Genesis 23:1-4, 19; 24:1-8, 62-67
Psalm 106:1-2, 3-4, 4-5
One day, when I was ten, I was on a mountain in Wicklow with my father, when fog came in from the Irish Sea, wet, cold, and pea-soupy. I couldn’t see a thing, including my father, and I remember being scared, until my father’s voice came out of the fog: “Michael, follow me.” I followed the voice, all the way down the mountain to a warm meal and a welcome bed. That intensely personal memory illuminates for me today’s texts, which speak to me of memory, commitment, and faithfulness.
“Follow me,” Jesus invites Matthew, as he had already invited
Peter and Andrew. I do not believe for a moment that invitation was
only for Peter and Andrew and Matthew. It was also for me, for you,
and for every Christian. I first responded to the invitation, via
a sponsor, on another cold day in January, 1933. “Michael,” Monsignor
O’Reilly asked me, “do you believe in God?” “I do,” Aunt Mary replied
on my behalf. “Do you believe in Jesus Christ his only son, our Lord?”

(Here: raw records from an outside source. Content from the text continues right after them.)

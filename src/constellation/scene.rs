use eframe::egui::Vec2;
use log::{debug, info};
use rand::rngs::StdRng;

use super::collision::{CollisionParams, resolve_collisions};
use super::integrator::{Integrator, IntegratorParams, ParamsError};
use super::item::Item;
use super::particles::ParticleStore;
use super::reconcile::{ReconcileReport, reconcile};
use super::render_loop::{RenderLoop, ScheduledTick, TickOutcome};
use super::similarity::{SimilarityEdge, SimilarityRule, build_similarity_edges};
use super::skeleton::{
    ClusterDefinition, SkeletonEdge, build_skeleton_edges, build_skeleton_particles,
};
use super::snapshot::WorldSnapshot;
use super::viewport::{PointerEvent, Viewport};

#[derive(Clone, Copy, Debug, PartialEq)]
pub struct SceneParams {
    pub skeleton: IntegratorParams,
    pub items: IntegratorParams,
    pub collision: CollisionParams,
    pub skeleton_spawn_spread: f32,
    pub item_spawn_spread: f32,
    pub similarity: SimilarityRule,
}

impl Default for SceneParams {
    fn default() -> Self {
        Self {
            skeleton: IntegratorParams::SKELETON,
            items: IntegratorParams::ITEMS,
            collision: CollisionParams::default(),
            skeleton_spawn_spread: 4.0,
            item_spawn_spread: 6.0,
            similarity: SimilarityRule::default(),
        }
    }
}

#[derive(Clone, Debug, PartialEq)]
pub enum SceneEvent {
    NodePressed(String),
    CameraMoved(Vec2),
}

/// Everything one mounted constellation view owns: both particle
/// populations, the derived edges, the camera and the loop lifecycle.
///
/// Dropping a scene stops its loop.
#[derive(Debug)]
pub struct Scene {
    params: SceneParams,
    skeleton: ParticleStore,
    skeleton_edges: Vec<SkeletonEdge>,
    items: ParticleStore,
    item_list: Vec<Item>,
    similarity_edges: Vec<SimilarityEdge>,
    skeleton_integrator: Integrator,
    item_integrator: Integrator,
    viewport: Viewport,
    render_loop: RenderLoop,
    rng: StdRng,
    snapshot: WorldSnapshot,
}

impl Scene {
    pub fn new(
        clusters: &[ClusterDefinition],
        params: SceneParams,
        mut rng: StdRng,
    ) -> Result<Self, ParamsError> {
        let skeleton_integrator = Integrator::from_params(&params.skeleton)?;
        let item_integrator = Integrator::from_params(&params.items)?;
        let skeleton = build_skeleton_particles(clusters, params.skeleton_spawn_spread, &mut rng);
        let skeleton_edges = build_skeleton_edges(clusters);
        let items = ParticleStore::new();
        let snapshot = WorldSnapshot::capture(0, &skeleton, &items);

        info!(
            "event=scene_created clusters={} skeleton_nodes={} skeleton_edges={}",
            clusters.len(),
            skeleton.len(),
            skeleton_edges.len()
        );

        Ok(Self {
            params,
            skeleton,
            skeleton_edges,
            items,
            item_list: Vec::new(),
            similarity_edges: Vec::new(),
            skeleton_integrator,
            item_integrator,
            viewport: Viewport::default(),
            render_loop: RenderLoop::new(),
            rng,
            snapshot,
        })
    }

    pub fn params(&self) -> &SceneParams {
        &self.params
    }

    /// Swaps tuning in place. On error the previous parameters stay active.
    pub fn set_params(&mut self, params: SceneParams) -> Result<(), ParamsError> {
        let skeleton_integrator = Integrator::from_params(&params.skeleton)?;
        let item_integrator = Integrator::from_params(&params.items)?;
        let rule_changed = params.similarity != self.params.similarity;

        self.skeleton_integrator = skeleton_integrator;
        self.item_integrator = item_integrator;
        self.params = params;
        if rule_changed {
            self.similarity_edges = build_similarity_edges(&self.item_list, self.params.similarity);
        }
        Ok(())
    }

    pub fn set_items(&mut self, items: Vec<Item>) -> ReconcileReport {
        let report = reconcile(
            &mut self.items,
            &items,
            self.params.item_spawn_spread,
            &mut self.rng,
        );
        self.similarity_edges = build_similarity_edges(&items, self.params.similarity);
        self.item_list = items;
        self.snapshot =
            WorldSnapshot::capture(self.render_loop.frame(), &self.skeleton, &self.items);

        if !report.is_empty() {
            debug!(
                "event=scene_reconciled added={} retargeted={} removed={} particles={} links={}",
                report.added.len(),
                report.retargeted.len(),
                report.removed.len(),
                self.items.len(),
                self.similarity_edges.len()
            );
        }
        report
    }

    pub fn start(&mut self) -> Option<ScheduledTick> {
        if self.items.is_empty() {
            return None;
        }
        self.render_loop.start()
    }

    pub fn stop(&mut self) {
        self.render_loop.stop();
    }

    pub fn is_running(&self) -> bool {
        self.render_loop.is_running()
    }

    pub fn tick(&mut self, ticket: ScheduledTick) -> TickOutcome {
        if !self.render_loop.admit(&ticket) {
            return TickOutcome::Dropped;
        }

        self.skeleton_integrator
            .step(&mut self.skeleton, &mut self.rng);
        self.item_integrator.step(&mut self.items, &mut self.rng);
        resolve_collisions(&mut self.items, self.params.collision);

        let next = self.render_loop.reschedule(ticket);
        self.snapshot = WorldSnapshot::capture(next.frame(), &self.skeleton, &self.items);
        TickOutcome::Advanced {
            next,
            snapshot: self.snapshot.clone(),
        }
    }

    pub fn handle_pointer(&mut self, event: PointerEvent) -> Option<SceneEvent> {
        match event {
            PointerEvent::Down {
                target: Some(id), ..
            } if self.items.contains(&id) => Some(SceneEvent::NodePressed(id)),
            PointerEvent::Down { position, .. } => {
                self.viewport.begin_drag(position);
                None
            }
            PointerEvent::Move { position } => self
                .viewport
                .drag_to(position)
                .then(|| SceneEvent::CameraMoved(self.viewport.offset())),
            PointerEvent::Up { .. } | PointerEvent::Leave => {
                self.viewport.end_drag();
                None
            }
        }
    }

    pub fn reset_camera(&mut self) {
        self.viewport.reset();
    }

    pub fn viewport(&self) -> &Viewport {
        &self.viewport
    }

    pub fn snapshot(&self) -> &WorldSnapshot {
        &self.snapshot
    }

    pub fn items(&self) -> &[Item] {
        &self.item_list
    }

    pub fn item(&self, id: &str) -> Option<&Item> {
        self.item_list.iter().find(|item| item.id == id)
    }

    pub fn item_particles(&self) -> &ParticleStore {
        &self.items
    }

    pub fn skeleton_particles(&self) -> &ParticleStore {
        &self.skeleton
    }

    pub fn skeleton_edges(&self) -> &[SkeletonEdge] {
        &self.skeleton_edges
    }

    pub fn similarity_edges(&self) -> &[SimilarityEdge] {
        &self.similarity_edges
    }
}

impl Drop for Scene {
    fn drop(&mut self) {
        self.render_loop.stop();
    }
}

#[cfg(test)]
mod tests {
    use eframe::egui::{pos2, vec2};
    use rand::SeedableRng;

    use super::*;
    use crate::constellation::item::ItemKind;
    use crate::constellation::skeleton::{ClusterLink, ClusterNode, Point};

    fn clusters() -> Vec<ClusterDefinition> {
        vec![ClusterDefinition {
            id: "lantern".to_owned(),
            name: "The Lantern".to_owned(),
            genre_tags: vec!["Mystery".to_owned()],
            center: Point { x: 0.0, y: 0.0 },
            nodes: vec![
                ClusterNode {
                    id: "a".to_owned(),
                    x: -20.0,
                    y: 0.0,
                },
                ClusterNode {
                    id: "b".to_owned(),
                    x: 20.0,
                    y: 10.0,
                },
            ],
            links: vec![ClusterLink {
                source: "a".to_owned(),
                target: "b".to_owned(),
            }],
        }]
    }

    fn items() -> Vec<Item> {
        vec![
            Item::new("dark", "Dark", ["Mystery", "Drama"], ItemKind::Tv, vec2(0.0, 0.0)),
            Item::new("severance", "Severance", ["Mystery"], ItemKind::Tv, vec2(30.0, 0.0)),
            Item::new("soul", "Soul", ["Animation"], ItemKind::Movie, vec2(200.0, 0.0)),
        ]
    }

    fn scene() -> Scene {
        Scene::new(&clusters(), SceneParams::default(), StdRng::seed_from_u64(17)).unwrap()
    }

    #[test]
    fn loop_waits_for_items() {
        let mut scene = scene();
        assert!(scene.start().is_none());

        scene.set_items(items());
        assert!(scene.start().is_some());
        assert!(scene.is_running());
    }

    #[test]
    fn ticks_advance_both_populations() {
        let mut scene = scene();
        scene.set_items(items());
        let before = scene.snapshot().clone();

        let mut ticket = scene.start().unwrap();
        for _ in 0..3 {
            match scene.tick(ticket) {
                TickOutcome::Advanced { next, .. } => ticket = next,
                TickOutcome::Dropped => panic!("live tick was dropped"),
            }
        }

        let after = scene.snapshot();
        assert_eq!(after.frame, 3);
        assert_eq!(after.items.len(), 3);
        assert_eq!(after.skeleton.len(), 2);
        assert_ne!(after.items, before.items);
        assert_ne!(after.skeleton, before.skeleton);
    }

    #[test]
    fn stale_tick_after_stop_is_a_no_op() {
        let mut scene = scene();
        scene.set_items(items());
        let ticket = scene.start().unwrap();
        scene.stop();
        scene.stop();
        let skeleton_before = scene.skeleton_particles().particles().to_vec();
        let items_before = scene.item_particles().particles().to_vec();

        let outcome = scene.tick(ticket);

        assert!(matches!(outcome, TickOutcome::Dropped));
        assert_eq!(scene.skeleton_particles().particles(), skeleton_before.as_slice());
        assert_eq!(scene.item_particles().particles(), items_before.as_slice());
        assert_eq!(scene.snapshot().frame, 0);
    }

    #[test]
    fn removing_mid_simulation_drops_one_particle() {
        let mut scene = scene();
        scene.set_items(items());
        let mut ticket = scene.start().unwrap();
        for _ in 0..10 {
            if let TickOutcome::Advanced { next, .. } = scene.tick(ticket) {
                ticket = next;
            } else {
                panic!("live tick was dropped");
            }
        }
        let dark = scene.item_particles().get("dark").cloned().unwrap();
        let soul = scene.item_particles().get("soul").cloned().unwrap();

        let mut remaining = items();
        remaining.retain(|item| item.id != "severance");
        let report = scene.set_items(remaining);

        assert_eq!(report.removed, vec!["severance"]);
        assert_eq!(scene.item_particles().len(), 2);
        let dark_after = scene.item_particles().get("dark").unwrap();
        let soul_after = scene.item_particles().get("soul").unwrap();
        assert_eq!(dark_after.position, dark.position);
        assert_eq!(dark_after.velocity, dark.velocity);
        assert_eq!(soul_after.position, soul.position);
        assert_eq!(soul_after.velocity, soul.velocity);
        assert!(matches!(scene.tick(ticket), TickOutcome::Advanced { .. }));
    }

    #[test]
    fn similarity_edges_follow_item_list() {
        let mut scene = scene();
        scene.set_items(items());

        let edges = scene.similarity_edges();
        assert_eq!(edges.len(), 1);
        assert_eq!(edges[0].source, "dark");
        assert_eq!(edges[0].target, "severance");
        assert_eq!(edges[0].weight, 2);

        scene
            .set_params(SceneParams {
                similarity: SimilarityRule::TAGS_ONLY,
                ..SceneParams::default()
            })
            .unwrap();
        assert_eq!(scene.similarity_edges()[0].weight, 1);
    }

    #[test]
    fn background_drag_pans_and_node_press_selects() {
        let mut scene = scene();
        scene.set_items(items());

        let pressed = scene.handle_pointer(PointerEvent::Down {
            position: pos2(10.0, 10.0),
            target: Some("soul".to_owned()),
        });
        assert_eq!(pressed, Some(SceneEvent::NodePressed("soul".to_owned())));
        assert!(!scene.viewport().is_dragging());

        scene.handle_pointer(PointerEvent::Down {
            position: pos2(100.0, 100.0),
            target: None,
        });
        let moved = scene.handle_pointer(PointerEvent::Move {
            position: pos2(140.0, 130.0),
        });
        assert_eq!(moved, Some(SceneEvent::CameraMoved(vec2(40.0, 30.0))));

        scene.handle_pointer(PointerEvent::Up {
            position: pos2(140.0, 130.0),
        });
        assert_eq!(
            scene.handle_pointer(PointerEvent::Move {
                position: pos2(500.0, 500.0)
            }),
            None
        );
        assert_eq!(scene.viewport().offset(), vec2(40.0, 30.0));
    }

    #[test]
    fn invalid_params_are_rejected_without_side_effects() {
        let mut scene = scene();
        let bad = SceneParams {
            items: IntegratorParams {
                damping: 1.2,
                ..IntegratorParams::ITEMS
            },
            ..SceneParams::default()
        };

        assert!(scene.set_params(bad).is_err());
        assert_eq!(scene.params(), &SceneParams::default());
    }
}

“I do,” Aunt Mary replied again. My memory of that baptismal day
is as foggy as my vision on the mountainside, but remember it I must, and
validate it, for it was on that day I was anointed for Christ and committed
to follow him by patterning my life after his.
I could be tempted to believe it is just coincidence that we
read these texts about memory, commitment, and fidelity today, the
Fourth of July, when Americans remember and recommit to the notion of one
nation under God where all, powerful and powerless, rich and poor, men and
women, are said to be created equal. I could be tempted to believe
it just coincidence...if I did not already believe that the God who invites
us to follow cares way too much about us to leave anything to coincidence.